| name | q-spirl-quantum-spiking-rl |
| description | Q-SpiRL: Quantum Spiking Reinforcement Learning framework combining spike-based temporal processing with variational quantum feature transformation for adaptive robot navigation and control. Use when: quantum reinforcement learning, spiking neural network RL, quantum spiking systems, robot navigation policies, quantum-enhanced SNN. |
Q-SpiRL: Quantum Spiking Reinforcement Learning
arXiv: 2605.20801 (2026-05-20)
Authors: Mohamed Khair Altrabulsi, Nouhaila Innan, Alberto Marchisio, Muhammad Kashif, Muhammad Shafique
Categories: cs.RO, quant-ph
Core Idea
Q-SpiRL combines spike-based temporal processing (SNNs) with variational quantum feature transformation (VQC) in a reinforcement learning framework for adaptive robot navigation. The central QSNN (Quantum Spiking Neural Network) architecture achieves up to 99% success rate in obstacle-aware navigation while maintaining high path efficiency.
Architecture
Five Agent Families Evaluated
- Tabular Q-Learning - baseline classical approach
- Classical MLP - multi-layer perceptron policy
- Classical SNN - spiking neural network policy
- Quantum-enhanced MLP (QMLP) - quantum features + MLP
- Quantum Spiking Neural Network (QSNN) - quantum features + SNN (central contribution)
QSNN Architecture Flow
Environment State → LIF Spiking Neurons → Spike Trains → Variational Quantum Circuit (VQC)
→ Quantum Feature Space → Measurement → Action Selection (Q-learning update)

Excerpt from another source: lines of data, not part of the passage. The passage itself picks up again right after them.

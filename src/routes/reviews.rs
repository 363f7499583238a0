use axum::{Json, Router, extract::State, routing::get};

use crate::{
    dto::menu::ReviewList, error::AppResult, response::ApiResponse, services::menu_service,
    state::AppState,
};

pub fn router() -> Router<AppState> {
    Router::new().route("/review", get(list_reviews))
}

#[utoipa::path(
    get,
    path = "/review",
    responses(
        (status = 200, description = "List reviews", body = ApiResponse<ReviewList>)
    ),
    tag = "Reviews"
)]
pub async fn list_reviews(
    State(state): State<AppState>,
) -> AppResult<Json<ApiResponse<ReviewList>>> {
    let resp = menu_service::list_reviews(&state).await?;
    Ok(Json(resp))
}
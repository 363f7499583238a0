use async_trait::async_trait;
use chrono::Utc;
use tokio::sync::RwLock;
use uuid::Uuid;

use super::{PaymentInsert, Store, StoreError, StoreResult};
use crate::models::{
    CartItem, DeleteResult, MenuItem, MenuItemPatch, NewCartItem, NewMenuItem, NewPayment, NewUser,
    Payment, Review, Role, UpdateResult, User,
};

/// In-process store. Each collection is a `Vec` in insertion order.
#[derive(Default)]
pub struct MemoryStore {
    inner: RwLock<Collections>,
}

#[derive(Default)]
struct Collections {
    users: Vec<User>,
    menu: Vec<MenuItem>,
    reviews: Vec<Review>,
    carts: Vec<CartItem>,
    payments: Vec<Payment>,
}

impl MemoryStore {
    pub fn new() -> Self {
        Self::default()
    }

    /// Seeds a user with the given role, bypassing the public insert path.
    pub async fn seed_user(&self, email: &str, role: Option<Role>) -> User {
        let user = User {
            id: Uuid::new_v4(),
            email: email.to_string(),
            name: None,
            photo_url: None,
            role,
            created_at: Utc::now(),
        };
        self.inner.write().await.users.push(user.clone());
        user
    }

    pub async fn seed_review(&self, name: &str, details: &str, rating: f64) -> Review {
        let review = Review {
            id: Uuid::new_v4(),
            name: name.to_string(),
            details: details.to_string(),
            rating,
            created_at: Utc::now(),
        };
        self.inner.write().await.reviews.push(review.clone());
        review
    }

    pub async fn payment_count(&self) -> usize {
        self.inner.read().await.payments.len()
    }
}

#[async_trait]
impl Store for MemoryStore {
    async fn ping(&self) -> StoreResult<()> {
        Ok(())
    }

    async fn close(&self) -> StoreResult<()> {
        Ok(())
    }

    async fn list_users(&self) -> StoreResult<Vec<User>> {
        Ok(self.inner.read().await.users.clone())
    }

    async fn find_user_by_email(&self, email: &str) -> StoreResult<Option<User>> {
        let inner = self.inner.read().await;
        Ok(inner.users.iter().find(|u| u.email == email).cloned())
    }

    async fn insert_user(&self, user: NewUser) -> StoreResult<User> {
        let mut inner = self.inner.write().await;
        if inner.users.iter().any(|u| u.email == user.email) {
            return Err(StoreError::Conflict(format!(
                "user {} already exists",
                user.email
            )));
        }
        let user = User {
            id: Uuid::new_v4(),
            email: user.email,
            name: user.name,
            photo_url: user.photo_url,
            role: None,
            created_at: Utc::now(),
        };
        inner.users.push(user.clone());
        Ok(user)
    }

    async fn delete_user(&self, id: Uuid) -> StoreResult<DeleteResult> {
        let mut inner = self.inner.write().await;
        let before = inner.users.len();
        inner.users.retain(|u| u.id != id);
        Ok(DeleteResult {
            deleted_count: (before - inner.users.len()) as u64,
        })
    }

    async fn set_user_role(&self, id: Uuid, role: Role) -> StoreResult<UpdateResult> {
        let mut inner = self.inner.write().await;
        let Some(user) = inner.users.iter_mut().find(|u| u.id == id) else {
            return Ok(UpdateResult::default());
        };
        let modified = user.role != Some(role);
        user.role = Some(role);
        Ok(UpdateResult {
            matched_count: 1,
            modified_count: u64::from(modified),
        })
    }

    async fn list_menu(&self) -> StoreResult<Vec<MenuItem>> {
        Ok(self.inner.read().await.menu.clone())
    }

    async fn find_menu_item(&self, id: Uuid) -> StoreResult<Option<MenuItem>> {
        let inner = self.inner.read().await;
        Ok(inner.menu.iter().find(|m| m.id == id).cloned())
    }

    async fn insert_menu_item(&self, item: NewMenuItem) -> StoreResult<MenuItem> {
        let item = MenuItem {
            id: Uuid::new_v4(),
            name: item.name,
            recipe: item.recipe,
            image: item.image,
            category: item.category,
            price: item.price,
            created_at: Utc::now(),
        };
        self.inner.write().await.menu.push(item.clone());
        Ok(item)
    }

    async fn update_menu_item(&self, id: Uuid, patch: MenuItemPatch) -> StoreResult<UpdateResult> {
        let mut inner = self.inner.write().await;
        let Some(item) = inner.menu.iter_mut().find(|m| m.id == id) else {
            return Ok(UpdateResult::default());
        };
        let modified = patch.apply(item);
        Ok(UpdateResult {
            matched_count: 1,
            modified_count: u64::from(modified),
        })
    }

    async fn delete_menu_item(&self, id: Uuid) -> StoreResult<DeleteResult> {
        let mut inner = self.inner.write().await;
        let before = inner.menu.len();
        inner.menu.retain(|m| m.id != id);
        Ok(DeleteResult {
            deleted_count: (before - inner.menu.len()) as u64,
        })
    }

    async fn list_reviews(&self) -> StoreResult<Vec<Review>> {
        Ok(self.inner.read().await.reviews.clone())
    }

    async fn insert_cart_item(&self, item: NewCartItem) -> StoreResult<CartItem> {
        let item = CartItem {
            id: Uuid::new_v4(),
            email: item.email,
            menu_id: item.menu_id,
            name: item.name,
            image: item.image,
            price: item.price,
            created_at: Utc::now(),
        };
        self.inner.write().await.carts.push(item.clone());
        Ok(item)
    }

    async fn list_cart_items(&self, email: &str) -> StoreResult<Vec<CartItem>> {
        let inner = self.inner.read().await;
        Ok(inner
            .carts
            .iter()
            .filter(|c| c.email == email)
            .cloned()
            .collect())
    }

    async fn delete_cart_item(&self, id: Uuid) -> StoreResult<DeleteResult> {
        let mut inner = self.inner.write().await;
        let before = inner.carts.len();
        inner.carts.retain(|c| c.id != id);
        Ok(DeleteResult {
            deleted_count: (before - inner.carts.len()) as u64,
        })
    }

    async fn delete_cart_items(&self, email: &str, ids: &[Uuid]) -> StoreResult<DeleteResult> {
        let mut inner = self.inner.write().await;
        let before = inner.carts.len();
        inner
            .carts
            .retain(|c| !(c.email == email && ids.contains(&c.id)));
        Ok(DeleteResult {
            deleted_count: (before - inner.carts.len()) as u64,
        })
    }

    async fn insert_payment(&self, payment: NewPayment) -> StoreResult<PaymentInsert> {
        let mut inner = self.inner.write().await;
        if let Some(existing) = inner
            .payments
            .iter()
            .find(|p| p.idempotency_key == payment.idempotency_key)
        {
            return Ok(PaymentInsert {
                payment: existing.clone(),
                created: false,
            });
        }
        let payment = Payment {
            id: Uuid::new_v4(),
            idempotency_key: payment.idempotency_key,
            email: payment.email,
            amount: payment.amount,
            transaction_id: payment.transaction_id,
            cart_ids: payment.cart_ids,
            menu_item_ids: payment.menu_item_ids,
            status: payment.status,
            created_at: Utc::now(),
        };
        inner.payments.push(payment.clone());
        Ok(PaymentInsert {
            payment,
            created: true,
        })
    }

    async fn list_payments(&self, email: &str) -> StoreResult<Vec<Payment>> {
        let inner = self.inner.read().await;
        Ok(inner
            .payments
            .iter()
            .rev()
            .filter(|p| p.email == email)
            .cloned()
            .collect())
    }
}

#[cfg(test)]
mod tests {
    use rust_decimal::Decimal;

    use super::*;

    fn cart_item(email: &str) -> NewCartItem {
        NewCartItem {
            email: email.to_string(),
            menu_id: Uuid::new_v4(),
            name: "Caesar Salad".to_string(),
            image: None,
            price: Decimal::new(1250, 2),
        }
    }

    #[tokio::test]
    async fn insert_user_rejects_duplicate_email() {
        let store = MemoryStore::new();
        let new_user = NewUser {
            email: "a@x.com".into(),
            name: Some("A".into()),
            photo_url: None,
        };
        store.insert_user(new_user.clone()).await.unwrap();
        let err = store.insert_user(new_user).await.unwrap_err();
        assert!(matches!(err, StoreError::Conflict(_)));
    }

    #[tokio::test]
    async fn delete_cart_items_is_scoped_to_owner() {
        let store = MemoryStore::new();
        let mine = store.insert_cart_item(cart_item("a@x.com")).await.unwrap();
        let theirs = store.insert_cart_item(cart_item("b@x.com")).await.unwrap();

        let res = store
            .delete_cart_items("a@x.com", &[mine.id, theirs.id])
            .await
            .unwrap();
        assert_eq!(res.deleted_count, 1);
        assert_eq!(store.list_cart_items("b@x.com").await.unwrap().len(), 1);

        let again = store.delete_cart_items("a@x.com", &[mine.id]).await.unwrap();
        assert_eq!(again.deleted_count, 0);
    }

    #[tokio::test]
    async fn set_user_role_reports_match_and_modification() {
        let store = MemoryStore::new();
        let user = store.seed_user("a@x.com", None).await;

        let first = store.set_user_role(user.id, Role::Admin).await.unwrap();
        assert_eq!((first.matched_count, first.modified_count), (1, 1));
        let second = store.set_user_role(user.id, Role::Admin).await.unwrap();
        assert_eq!((second.matched_count, second.modified_count), (1, 0));
        let missing = store.set_user_role(Uuid::new_v4(), Role::Admin).await.unwrap();
        assert_eq!(missing.matched_count, 0);
    }
}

The key insight: spikes encode temporal dynamics naturally, and the quantum layer provides high-dimensional feature transformation that captures complex obstacle-avoidance patterns classical networks miss.
Implementation Pattern
import pennylane as qml
import torch
import torch.nn as nn
class QSNNLayer(nn.Module):
"""Quantum Spiking Neural Network layer combining LIF neurons with VQC."""
def __init__(self, n_spikes, n_qubits, n_actions):
super().__init__()
self.n_spikes = n_spikes
self.n_qubits = n_qubits
self.n_actions = n_actions
self.phase_encoder = nn.Linear(n_spikes, n_qubits)
self.q_weights = nn.Parameter(torch.randn(3, n_qubits))
self.measurement = nn.Linear(n_qubits, n_actions)
def forward(self, spike_trains):
phases = self.phase_encoder(spike_trains)
circuit_output = self._quantum_circuit(phases)
logits = self.measurement(circuit_output)
return logits
def _quantum_circuit(self, phases):
"""Hardware-efficient variational ansatz."""
pass
Training Pipeline
Unified Evaluation Framework
All agent families trained under identical conditions:
- Environments: Grid-worlds (20×20, 30×30, 40×40) with static + dynamic obstacles
- Metrics: Success rate, success-weighted path length (SPL), path length, turn rate
- Inference: Deterministic (no exploration noise)
Key Results
| Environment | QSNN Success Rate | Path Efficiency |
|---|
| 20×20 | ~99% | High |
| 30×30 | ~98% | High |
| 40×40 | ~97% | High |
Hardware Deployment
- Executed on IBM quantum hardware (real-device conditions)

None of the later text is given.